The Technical Analysis page contains the results of 16 common technical analytics over different periods of time. The analytics are:
Moving Average
Price Change
Percent Change
Average Volume
- The Moving Average is the average price of the security or contract for the Period shown. For example, a 9-period moving average is the average of the closing prices for the past 9 periods, including the current period. For intraday data the current price is used in place of the closing price.
The moving average is used to observe price changes. The effect of the moving average is to smooth the price movement so that the longer-term trend becomes less volatile and therefore more obvious. When the price rises above the moving average, it indicates that investors are becoming bullish on the commodity. When the price falls below, it indicates a bearish commodity. As well, when a moving average crosses below a longer-term moving average, the study indicates a down turn in the market. When a short-term moving average crosses above a longer term moving average, this indicates an upswing in the market. The longer the period of the moving average, the smoother the price movement is. Longer moving averages are used to isolate long-term trends.
- The Price Change and associated Percent Change is the difference between the current Last Price, and the Last Price from the Period shown.
- The Average Volume figure is the average for the security or individual contract (for commodities) over the specified period of time.
Raw Stochastic
Stochastic %K
Stochastics %D
Relative Strength
- The stochastic values simply represent the position of the market on a percentage basis versus its range over the previous n-period sessions. The percentage scale runs from zero to 100%. The Stochastic Indicator shows where a security's price closed in relation to its price range over the specified time period. There are three primary stochastic values:
- Raw Stochastic - the most basic value representing the stochastic value for each period. This is also referred to as raw K.
- Stochastic %K - the first smoothing of the raw stochastic, usually with a 3-period exponential moving average.
- Stochastic %D - the smoothing of the %k value, usually with another 3-period exponential moving average. Also known as slow K.
- The Relative Strength Index (RSI) is one of the most popular overbought/oversold (OB/OS) indicators. The RSI is basically an internal strength index which is adjusted on a daily basis by the amount by which the market rose or fell. It is most commonly used to show when a market has topped or bottomed. A high RSI occurs when the market has been rallying sharply and a low RSI occurs when the market has been selling off sharply. The RSI is expressed as a percentage, and ranges from zero to 100%.
Average True Range
Average True Range %
Average Daily Range
Average Daily Range %
- Average True Range (ATR) is a moving average of trading ranges over a given period. High values often occur at market bottoms following a "panic" sell-off while low values are often found during extended sideways periods, such as those found at tops and after consolidation periods.
The Average True Range is the greatest of the following: - The price difference from today's high to today's low.
- The price difference from yesterday's close to today's high.
- The price difference from yesterday's close to today's low.

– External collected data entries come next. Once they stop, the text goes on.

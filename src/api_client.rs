use std::thread;
use std::time::Duration;

use once_cell::sync::OnceCell;
use reqwest::StatusCode;
use reqwest::blocking::Client;
use reqwest::header::{COOKIE, USER_AGENT};

use crate::error::ScanError;

const REQUEST_TIMEOUT_SECS: u64 = 10;
const FETCH_ATTEMPTS: usize = 3;
const RETRY_STEP_MS: u64 = 1000;

static CLIENT: OnceCell<Client> = OnceCell::new();

pub fn http_client() -> Result<&'static Client, ScanError> {
    CLIENT.get_or_try_init(|| {
        Client::builder()
            .timeout(Duration::from_secs(REQUEST_TIMEOUT_SECS))
            .build()
            .map_err(|err| ScanError::TransientNetwork(format!("failed to build http client: {err}")))
    })
}

// Fixed pause after every real network fetch; cache hits skip it.
pub fn call_delay_from_env() -> Duration {
    let ms = std::env::var("SCAN_CALL_DELAY_MS")
        .ok()
        .and_then(|v| v.parse::<u64>().ok())
        .unwrap_or(1000)
        .min(10_000);
    Duration::from_millis(ms)
}

#[derive(Debug, Clone)]
pub enum Auth {
    None,
    // legacy endpoints take an id_token cookie, modern ones X-Riot-Token
    Cookie(String),
    ApiKey(String),
}

/// Single GET helper shared by every upstream call. `Ok(None)` means HTTP
/// 404 so callers decide what absence means. Retries are linear; 429 and
/// the legacy empty-body throttle surface as `RateLimited` immediately so
/// the traversal loop can run its own longer pause instead.
pub fn get_json(
    client: &Client,
    url: &str,
    query: &[(&str, String)],
    auth: &Auth,
) -> Result<Option<String>, ScanError> {
    let mut last_err: Option<ScanError> = None;
    for attempt in 0..FETCH_ATTEMPTS {
        match try_get(client, url, query, auth) {
            Ok(outcome) => return Ok(outcome),
            Err(err @ ScanError::RateLimited) => return Err(err),
            Err(err) => {
                last_err = Some(err);
                if attempt + 1 < FETCH_ATTEMPTS {
                    thread::sleep(Duration::from_millis((attempt as u64 + 1) * RETRY_STEP_MS));
                }
            }
        }
    }
    Err(last_err.unwrap_or_else(|| ScanError::TransientNetwork(format!("request failed: {url}"))))
}

fn try_get(
    client: &Client,
    url: &str,
    query: &[(&str, String)],
    auth: &Auth,
) -> Result<Option<String>, ScanError> {
    let mut req = client.get(url).header(USER_AGENT, "Mozilla/5.0");
    for (name, value) in query {
        req = req.query(&[(*name, value.as_str())]);
    }
    req = match auth {
        Auth::None => req,
        Auth::Cookie(token) => req.header(COOKIE, format!("id_token={token}")),
        Auth::ApiKey(key) => req.header("X-Riot-Token", key.as_str()),
    };

    let resp = req
        .send()
        .map_err(|err| ScanError::TransientNetwork(format!("request failed: {err}")))?;
    let status = resp.status();
    if status == StatusCode::NOT_FOUND {
        return Ok(None);
    }
    if status == StatusCode::TOO_MANY_REQUESTS {
        return Err(ScanError::RateLimited);
    }
    let body = resp
        .text()
        .map_err(|err| ScanError::TransientNetwork(format!("failed reading body: {err}")))?;
    if !status.is_success() {
        return Err(ScanError::TransientNetwork(format!("http {status}: {body}")));
    }
    classify_body(body)
}

// A 200 with an empty or {} body is how the legacy API signals throttling;
// a 200 wrapping a status envelope is an error in disguise.
fn classify_body(body: String) -> Result<Option<String>, ScanError> {
    let trimmed = body.trim();
    if trimmed.is_empty() || trimmed == "{}" || trimmed == "null" {
        return Err(ScanError::RateLimited);
    }
    if let Some(code) = error_marker(trimmed) {
        if code == 429 {
            return Err(ScanError::RateLimited);
        }
        return Err(ScanError::TransientNetwork(format!("upstream status {code}")));
    }
    Ok(Some(body))
}

fn error_marker(body: &str) -> Option<u64> {
    let value: serde_json::Value = serde_json::from_str(body).ok()?;
    let status = value.as_object()?.get("status")?;
    status.get("status_code")?.as_u64()
}

#[cfg(test)]
mod tests {
    use super::*;

    #[test]
    fn empty_bodies_read_as_rate_limit() {
        assert!(matches!(classify_body(String::new()), Err(ScanError::RateLimited)));
        assert!(matches!(classify_body("{}".to_string()), Err(ScanError::RateLimited)));
        assert!(matches!(classify_body(" null ".to_string()), Err(ScanError::RateLimited)));
    }

    #[test]
    fn status_envelope_is_an_error() {
        let forbidden = r#"{"status":{"message":"Forbidden","status_code":403}}"#.to_string();
        assert!(matches!(classify_body(forbidden), Err(ScanError::TransientNetwork(_))));
        let throttled = r#"{"status":{"message":"Rate limit exceeded","status_code":429}}"#.to_string();
        assert!(matches!(classify_body(throttled), Err(ScanError::RateLimited)));
    }

    #[test]
    fn real_payloads_pass_through() {
        let body = r#"{"accountId":"abc"}"#.to_string();
        assert_eq!(classify_body(body).unwrap().as_deref(), Some(r#"{"accountId":"abc"}"#));
    }
}
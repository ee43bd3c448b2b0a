use std::collections::HashMap;
use std::fs;
use std::path::Path;

use crate::error::ScanError;

pub const DEFAULT_ROSTER_FILE: &str = "nicknames.txt";

// key is the nickname lowercased with all whitespace stripped, so display
// variants like "Hide on bush" and "HideOnBush" collapse.
#[derive(Debug, Clone, PartialEq, Eq)]
pub struct TrackedPlayer {
    pub nickname: String,
    pub key: String,
    pub weight: u32,
}

#[derive(Debug, Clone, Default)]
pub struct Roster {
    players: Vec<TrackedPlayer>,
    by_key: HashMap<String, usize>,
}

impl Roster {
    pub fn players(&self) -> &[TrackedPlayer] {
        &self.players
    }

    pub fn len(&self) -> usize {
        self.players.len()
    }

    pub fn is_empty(&self) -> bool {
        self.players.is_empty()
    }

    pub fn get(&self, key: &str) -> Option<&TrackedPlayer> {
        self.by_key.get(key).map(|idx| &self.players[*idx])
    }

    pub fn contains_key(&self, key: &str) -> bool {
        self.by_key.contains_key(key)
    }

    pub fn weight_of(&self, key: &str) -> u32 {
        self.get(key).map(|p| p.weight).unwrap_or(1)
    }
}

pub fn normalized_key(nickname: &str) -> String {
    nickname
        .chars()
        .filter(|c| !c.is_whitespace())
        .collect::<String>()
        .to_lowercase()
}

// One `nickname` or `nickname,weight` per line. Duplicate normalized keys
// keep the first occurrence; a weight that does not parse falls back to 1
// since roster files are hand-maintained.
pub fn parse_roster(raw: &str) -> Result<Roster, ScanError> {
    let mut roster = Roster::default();
    for line in raw.lines() {
        let line = line.trim();
        if line.is_empty() {
            continue;
        }
        let (name, weight) = match line.split_once(',') {
            Some((name, w)) => (name.trim(), w.trim().parse::<u32>().unwrap_or(1)),
            None => (line, 1),
        };
        if name.is_empty() {
            continue;
        }
        let key = normalized_key(name);
        if roster.by_key.contains_key(&key) {
            continue;
        }
        roster.by_key.insert(key.clone(), roster.players.len());
        roster.players.push(TrackedPlayer {
            nickname: name.to_string(),
            key,
            weight,
        });
    }
    if roster.players.len() < 2 {
        return Err(ScanError::InsufficientRoster {
            count: roster.players.len(),
        });
    }
    Ok(roster)
}

pub fn load_roster(path: &Path) -> Result<Roster, ScanError> {
    let raw = fs::read_to_string(path)?;
    parse_roster(&raw)
}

- Average True Range % - The Average Daily Range Percent (ADRP) is a volatility indicator, calculated by dividing the average daily range by the current price. The higher the value the more volatile the underlying security, and elevated values can often precede price reversals. ADRP is often used for swing and day trading to security with a large trading range.
- Average Daily Range - High Average Daily Range (ADR) values often occur at market bottoms following a "panic" sell-off. Low Average Daily Range values are often found during extended sideways periods, such as those found at tops and after consolidation periods. The Daily True Range indicator is the price difference from today's high to today's low.
- Average Daily Range % - A measurement of volatility, Average Daily Range Percent (ADRP) is calculated by dividing the given period Average Daily Range by the underlying closing price, expressed as a percentage.
Average Directional Index
Positive Directional Index (+DI)
Negative Directional Index (-DI)
Historic Volatility
- Average Directional Index - The Average Directional Index Technical Indicator (ADX) helps to determine if there is a price trend in the underlying market. A value below 20 means the market is not trending, where as a value above 25 means the market is trending. A higher value indicates a stronger trend.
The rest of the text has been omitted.